- TRY IT -
Look through the data and write out every line with the word "lists" in it.

- Collected data entries -
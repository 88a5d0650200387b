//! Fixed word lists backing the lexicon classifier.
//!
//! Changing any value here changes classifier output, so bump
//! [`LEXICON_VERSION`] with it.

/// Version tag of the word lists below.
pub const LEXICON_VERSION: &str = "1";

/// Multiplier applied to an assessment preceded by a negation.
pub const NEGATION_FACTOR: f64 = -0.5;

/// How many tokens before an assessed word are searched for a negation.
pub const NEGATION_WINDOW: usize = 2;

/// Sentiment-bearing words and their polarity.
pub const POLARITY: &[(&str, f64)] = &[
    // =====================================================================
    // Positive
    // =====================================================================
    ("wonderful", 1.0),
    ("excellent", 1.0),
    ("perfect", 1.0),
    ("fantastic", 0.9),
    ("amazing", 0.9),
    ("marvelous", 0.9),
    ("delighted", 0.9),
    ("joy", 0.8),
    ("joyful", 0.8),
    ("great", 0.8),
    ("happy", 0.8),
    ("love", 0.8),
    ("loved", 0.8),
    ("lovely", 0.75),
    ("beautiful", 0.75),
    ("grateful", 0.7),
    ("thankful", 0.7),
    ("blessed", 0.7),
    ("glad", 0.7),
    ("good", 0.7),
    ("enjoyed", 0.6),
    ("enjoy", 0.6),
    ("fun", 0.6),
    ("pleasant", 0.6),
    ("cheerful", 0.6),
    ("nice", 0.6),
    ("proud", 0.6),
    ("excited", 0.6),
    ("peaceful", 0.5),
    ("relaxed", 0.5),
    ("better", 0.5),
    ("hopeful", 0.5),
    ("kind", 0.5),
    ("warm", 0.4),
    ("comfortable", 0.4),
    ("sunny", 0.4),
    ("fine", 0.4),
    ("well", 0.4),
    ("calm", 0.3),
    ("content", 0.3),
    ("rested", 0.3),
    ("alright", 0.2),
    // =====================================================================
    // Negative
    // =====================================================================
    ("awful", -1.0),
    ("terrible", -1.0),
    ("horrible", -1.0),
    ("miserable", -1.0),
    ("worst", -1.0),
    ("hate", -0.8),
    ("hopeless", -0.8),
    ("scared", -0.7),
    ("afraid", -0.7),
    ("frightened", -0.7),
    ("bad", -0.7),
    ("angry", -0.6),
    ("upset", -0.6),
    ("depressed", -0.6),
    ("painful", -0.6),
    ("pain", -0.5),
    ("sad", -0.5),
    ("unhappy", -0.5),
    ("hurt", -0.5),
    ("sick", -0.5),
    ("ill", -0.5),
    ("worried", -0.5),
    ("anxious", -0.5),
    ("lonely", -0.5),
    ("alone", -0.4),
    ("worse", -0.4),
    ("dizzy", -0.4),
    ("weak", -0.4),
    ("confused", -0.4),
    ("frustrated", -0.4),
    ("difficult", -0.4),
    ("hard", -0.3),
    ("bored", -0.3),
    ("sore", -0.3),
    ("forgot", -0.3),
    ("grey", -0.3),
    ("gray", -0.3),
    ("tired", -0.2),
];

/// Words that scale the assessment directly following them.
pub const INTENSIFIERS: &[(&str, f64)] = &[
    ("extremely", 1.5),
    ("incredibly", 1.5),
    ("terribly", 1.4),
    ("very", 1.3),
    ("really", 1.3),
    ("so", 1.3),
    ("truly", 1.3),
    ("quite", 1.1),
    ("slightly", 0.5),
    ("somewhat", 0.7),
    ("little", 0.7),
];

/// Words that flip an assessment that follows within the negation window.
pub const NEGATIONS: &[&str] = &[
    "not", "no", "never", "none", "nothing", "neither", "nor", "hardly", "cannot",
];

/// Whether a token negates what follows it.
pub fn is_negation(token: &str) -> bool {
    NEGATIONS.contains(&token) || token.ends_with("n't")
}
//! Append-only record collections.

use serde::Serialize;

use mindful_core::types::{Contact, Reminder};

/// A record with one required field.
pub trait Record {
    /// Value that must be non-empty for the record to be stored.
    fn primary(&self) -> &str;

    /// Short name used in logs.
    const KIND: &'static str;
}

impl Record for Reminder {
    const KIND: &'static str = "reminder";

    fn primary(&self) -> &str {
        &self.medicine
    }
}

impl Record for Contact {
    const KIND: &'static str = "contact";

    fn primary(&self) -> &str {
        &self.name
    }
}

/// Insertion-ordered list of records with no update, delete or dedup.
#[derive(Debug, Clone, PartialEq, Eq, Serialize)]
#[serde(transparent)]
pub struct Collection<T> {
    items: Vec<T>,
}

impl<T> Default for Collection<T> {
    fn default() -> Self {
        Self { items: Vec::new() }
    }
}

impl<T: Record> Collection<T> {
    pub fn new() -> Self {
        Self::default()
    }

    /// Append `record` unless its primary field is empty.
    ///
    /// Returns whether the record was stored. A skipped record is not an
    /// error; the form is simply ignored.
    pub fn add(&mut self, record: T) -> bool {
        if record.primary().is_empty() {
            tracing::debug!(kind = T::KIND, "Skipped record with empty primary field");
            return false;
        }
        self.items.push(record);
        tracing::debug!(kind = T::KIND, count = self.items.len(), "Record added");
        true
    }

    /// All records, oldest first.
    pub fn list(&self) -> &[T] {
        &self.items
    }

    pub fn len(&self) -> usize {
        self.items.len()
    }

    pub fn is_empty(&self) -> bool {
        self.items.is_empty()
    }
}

---

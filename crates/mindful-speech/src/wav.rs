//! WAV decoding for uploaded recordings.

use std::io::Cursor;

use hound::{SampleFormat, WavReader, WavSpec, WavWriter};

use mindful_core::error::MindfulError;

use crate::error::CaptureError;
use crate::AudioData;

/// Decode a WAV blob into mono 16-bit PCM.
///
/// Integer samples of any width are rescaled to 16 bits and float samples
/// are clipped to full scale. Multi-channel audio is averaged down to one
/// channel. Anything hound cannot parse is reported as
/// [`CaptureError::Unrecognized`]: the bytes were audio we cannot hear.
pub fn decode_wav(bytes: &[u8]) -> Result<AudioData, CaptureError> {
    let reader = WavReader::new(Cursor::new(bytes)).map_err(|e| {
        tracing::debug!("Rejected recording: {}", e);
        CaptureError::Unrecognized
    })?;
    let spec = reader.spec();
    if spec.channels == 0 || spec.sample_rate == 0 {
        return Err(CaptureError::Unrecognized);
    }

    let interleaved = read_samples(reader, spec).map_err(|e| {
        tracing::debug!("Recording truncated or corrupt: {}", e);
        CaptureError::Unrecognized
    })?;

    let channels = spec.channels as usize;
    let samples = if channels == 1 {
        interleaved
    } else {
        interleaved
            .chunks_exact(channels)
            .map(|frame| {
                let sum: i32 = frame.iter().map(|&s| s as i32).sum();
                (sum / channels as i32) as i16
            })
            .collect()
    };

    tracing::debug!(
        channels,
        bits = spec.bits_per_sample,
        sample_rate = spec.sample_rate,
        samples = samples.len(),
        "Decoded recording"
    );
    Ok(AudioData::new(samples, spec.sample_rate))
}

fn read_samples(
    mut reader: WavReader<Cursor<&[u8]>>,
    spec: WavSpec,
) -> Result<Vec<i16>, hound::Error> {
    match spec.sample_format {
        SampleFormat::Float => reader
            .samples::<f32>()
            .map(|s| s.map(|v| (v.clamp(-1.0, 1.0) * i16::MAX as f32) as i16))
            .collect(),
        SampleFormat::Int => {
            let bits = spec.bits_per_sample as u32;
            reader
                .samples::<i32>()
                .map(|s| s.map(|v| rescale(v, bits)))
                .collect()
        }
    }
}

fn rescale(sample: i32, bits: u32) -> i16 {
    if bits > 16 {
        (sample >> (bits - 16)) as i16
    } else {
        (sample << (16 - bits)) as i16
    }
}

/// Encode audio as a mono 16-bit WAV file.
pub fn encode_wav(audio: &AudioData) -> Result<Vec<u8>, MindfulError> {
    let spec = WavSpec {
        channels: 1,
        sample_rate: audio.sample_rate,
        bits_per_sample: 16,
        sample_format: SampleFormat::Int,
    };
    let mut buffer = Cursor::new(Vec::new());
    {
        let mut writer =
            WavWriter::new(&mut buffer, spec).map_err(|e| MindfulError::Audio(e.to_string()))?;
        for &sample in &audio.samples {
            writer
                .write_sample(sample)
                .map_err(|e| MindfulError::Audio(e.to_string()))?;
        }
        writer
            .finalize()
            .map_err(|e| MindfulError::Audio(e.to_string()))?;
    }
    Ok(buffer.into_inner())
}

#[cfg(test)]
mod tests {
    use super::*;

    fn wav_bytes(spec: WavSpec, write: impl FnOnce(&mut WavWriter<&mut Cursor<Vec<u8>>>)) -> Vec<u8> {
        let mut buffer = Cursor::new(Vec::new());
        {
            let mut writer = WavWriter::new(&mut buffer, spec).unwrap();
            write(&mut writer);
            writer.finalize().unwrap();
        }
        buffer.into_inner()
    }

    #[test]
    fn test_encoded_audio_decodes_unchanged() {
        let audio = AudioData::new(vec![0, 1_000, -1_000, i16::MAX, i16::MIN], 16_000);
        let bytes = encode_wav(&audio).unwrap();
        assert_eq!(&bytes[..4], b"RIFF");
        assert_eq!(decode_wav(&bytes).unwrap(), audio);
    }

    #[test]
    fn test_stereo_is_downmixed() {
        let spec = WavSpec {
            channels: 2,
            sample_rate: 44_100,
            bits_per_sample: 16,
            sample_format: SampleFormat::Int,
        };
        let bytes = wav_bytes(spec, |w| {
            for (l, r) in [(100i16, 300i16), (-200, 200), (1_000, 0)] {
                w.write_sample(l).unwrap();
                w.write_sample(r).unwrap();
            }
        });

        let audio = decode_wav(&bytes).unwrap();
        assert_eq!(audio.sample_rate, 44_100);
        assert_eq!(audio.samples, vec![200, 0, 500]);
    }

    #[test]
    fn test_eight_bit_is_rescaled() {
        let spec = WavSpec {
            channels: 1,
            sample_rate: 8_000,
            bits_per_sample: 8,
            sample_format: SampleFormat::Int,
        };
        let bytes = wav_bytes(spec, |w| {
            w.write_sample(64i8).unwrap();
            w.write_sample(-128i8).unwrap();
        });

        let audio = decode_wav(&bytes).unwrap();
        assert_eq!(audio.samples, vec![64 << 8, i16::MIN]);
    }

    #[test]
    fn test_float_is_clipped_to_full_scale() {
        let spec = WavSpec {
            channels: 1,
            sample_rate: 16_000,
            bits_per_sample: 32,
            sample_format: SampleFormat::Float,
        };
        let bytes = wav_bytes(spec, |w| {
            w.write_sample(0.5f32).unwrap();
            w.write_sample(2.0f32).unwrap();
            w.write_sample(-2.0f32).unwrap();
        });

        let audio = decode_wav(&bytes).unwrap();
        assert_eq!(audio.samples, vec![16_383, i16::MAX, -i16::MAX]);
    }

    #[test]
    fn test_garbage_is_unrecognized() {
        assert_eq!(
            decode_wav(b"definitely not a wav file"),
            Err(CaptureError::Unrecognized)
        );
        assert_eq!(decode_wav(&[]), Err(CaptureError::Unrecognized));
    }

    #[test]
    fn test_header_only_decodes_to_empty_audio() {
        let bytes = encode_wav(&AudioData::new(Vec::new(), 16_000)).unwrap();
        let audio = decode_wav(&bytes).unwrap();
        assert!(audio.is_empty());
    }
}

- REPLY TO THE TASK -
//! Fixed word lists backing the lexicon classifier.
/// Version tag of the word lists below.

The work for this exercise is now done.